Сукин сын Никки. Я ему, конечно, задолжал, но не столько же.
— Капитан, вы меня разыгрываете. В Орлеан не назначают рыцарей в первом поколении. Туземцев от нашего вида икота пробирает.
— На этот раз не проберет. Ни короля, ни его наследника — а остальным придется икать в платок…
Может быть… может быть. Зря я грешу на Никки, он мог посоветовать, но не он принимал решение. Очень элегантное решение. С одной стороны, я — один из тех, кто способствовал прекращению войны и превращению ее в «печальное недоразумение». Мое назначение — жест доброй воли.

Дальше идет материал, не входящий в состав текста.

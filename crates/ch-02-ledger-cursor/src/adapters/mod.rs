//! Ledger client adapters.

mod gateway;
mod memory_ledger;

pub use gateway::GatewayLedgerClient;
pub use memory_ledger::{ChaincodeHandler, InMemoryLedger, Invocation, RecordedResult};
//! # Hub Client
//!
//! Issues the `invoke` RPC on behalf of a local origin chain.
//!
//! ## Flow
//!
//! 1. Sign the payload with the origin key when the signer is empty
//! 2. Stamp the current time when the timestamp is zero
//! 3. Dial the destination hub and call `invoke`; a `DeadlineExceeded`
//!    re-dials, up to [`MAX_DEADLINE_RETRIES`] times
//! 4. Check the response answers this request and verify its payload
//!    against the destination chain's key

use crate::domain::errors::HubError;
use crate::ports::outbound::HubConnector;
use shared_crypto::CryptoTrustStore;
use shared_types::{CrossChainRequest, FixedBackoff, HubRequest, HubResponse};
use std::sync::Arc;
use std::time::{Duration, SystemTime, UNIX_EPOCH};
use tracing::{debug, warn};

/// Re-dials allowed after a deadline error.
pub const MAX_DEADLINE_RETRIES: u32 = 5;

pub struct HubClient {
    csp: Arc<CryptoTrustStore>,
    connector: Arc<dyn HubConnector>,
    retry: FixedBackoff,
}

impl HubClient {
    pub fn new(csp: Arc<CryptoTrustStore>, connector: Arc<dyn HubConnector>) -> Self {
        Self {
            csp,
            connector,
            retry: FixedBackoff::limited(Duration::ZERO, MAX_DEADLINE_RETRIES),
        }
    }

    /// Dispatch an extracted request.
    pub async fn dispatch(&self, request: &CrossChainRequest) -> Result<HubResponse, HubError> {
        self.invoke(HubRequest::from(request)).await
    }

    /// Sign, send and verify one request.
    pub async fn invoke(&self, mut request: HubRequest) -> Result<HubResponse, HubError> {
        if request.signer.is_empty() {
            request.signer = self.csp.sign(&request.from, &request.payload)?;
        }
        if request.timestamp == 0 {
            request.timestamp = unix_now();
        }

        debug!(
            from = %request.from,
            to = %request.to,
            tx_id = %request.transaction_id,
            step = %request.step_id,
            "[ch-03] Sending invoke"
        );

        let connector = &self.connector;
        let response = self
            .retry
            .run(
                || {
                    let request = request.clone();
                    async move {
                        let connection = connector.connect(&request.to).await?;
                        connection.invoke(request).await
                    }
                },
                HubError::is_deadline_exceeded,
                |attempt, err| {
                    warn!(
                        to = %request.to,
                        tx_id = %request.transaction_id,
                        attempt,
                        error = %err,
                        "[ch-03] Invoke deadline exceeded, reconnecting"
                    );
                },
            )
            .await?;

        if response.to != request.to {
            return Err(HubError::unauthenticated(format!(
                "response signed for {} but request targeted {}",
                response.to, request.to
            )));
        }
        if response.from != request.from
            || response.transaction_id != request.transaction_id
            || response.step_id != request.step_id
        {
            return Err(HubError::unauthenticated(format!(
                "response for {}/{}/{} does not match request {}/{}/{}",
                response.from,
                response.transaction_id,
                response.step_id,
                request.from,
                request.transaction_id,
                request.step_id
            )));
        }
        self.verify(&response)?;
        Ok(response)
    }

    fn verify(&self, response: &HubResponse) -> Result<(), HubError> {
        match self
            .csp
            .verify(response.signer_chain(), &response.signer, &response.payload)
        {
            Ok(true) => Ok(()),
            Ok(false) => Err(HubError::unauthenticated("signer invalid")),
            Err(err) => Err(HubError::unauthenticated(format!("signer invalid: {err}"))),
        }
    }
}

fn unix_now() -> i64 {
    SystemTime::now()
        .duration_since(UNIX_EPOCH)
        .map(|elapsed| elapsed.as_secs() as i64)
        .unwrap_or_default()
}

С другой, я — сын башмачника, сделавший карьеру на темной стороне улицы, и мое назначение — оплеуха аурелианским порядкам. Оплеуха, которую им придется съесть с очень радужной миной. С третьей, для меня, несмотря на мое место в неофициальной иерархии, открытое признание, да еще исходящее от Ее Величества лично — это невероятный шаг вверх. После этого я смогу сойти с карусели, мне открыта дорога во всех сферах, кроме моря — где я ничего не понимаю и уже не буду понимать — открыта до самых высших ступеней. Можно сказать, пример для юношества — служи и будешь вознагражден. Но поскольку все, кому нужно, знают, что я с карусели сходить не хочу, а году — а это по-меньшей мере год — церемоний, пустопорожних склок, работы в обеспечении и жестокого распорядка — предпочту даже тюрьму, то это оплеуха и мне. Увесистая, выданная со знанием дела.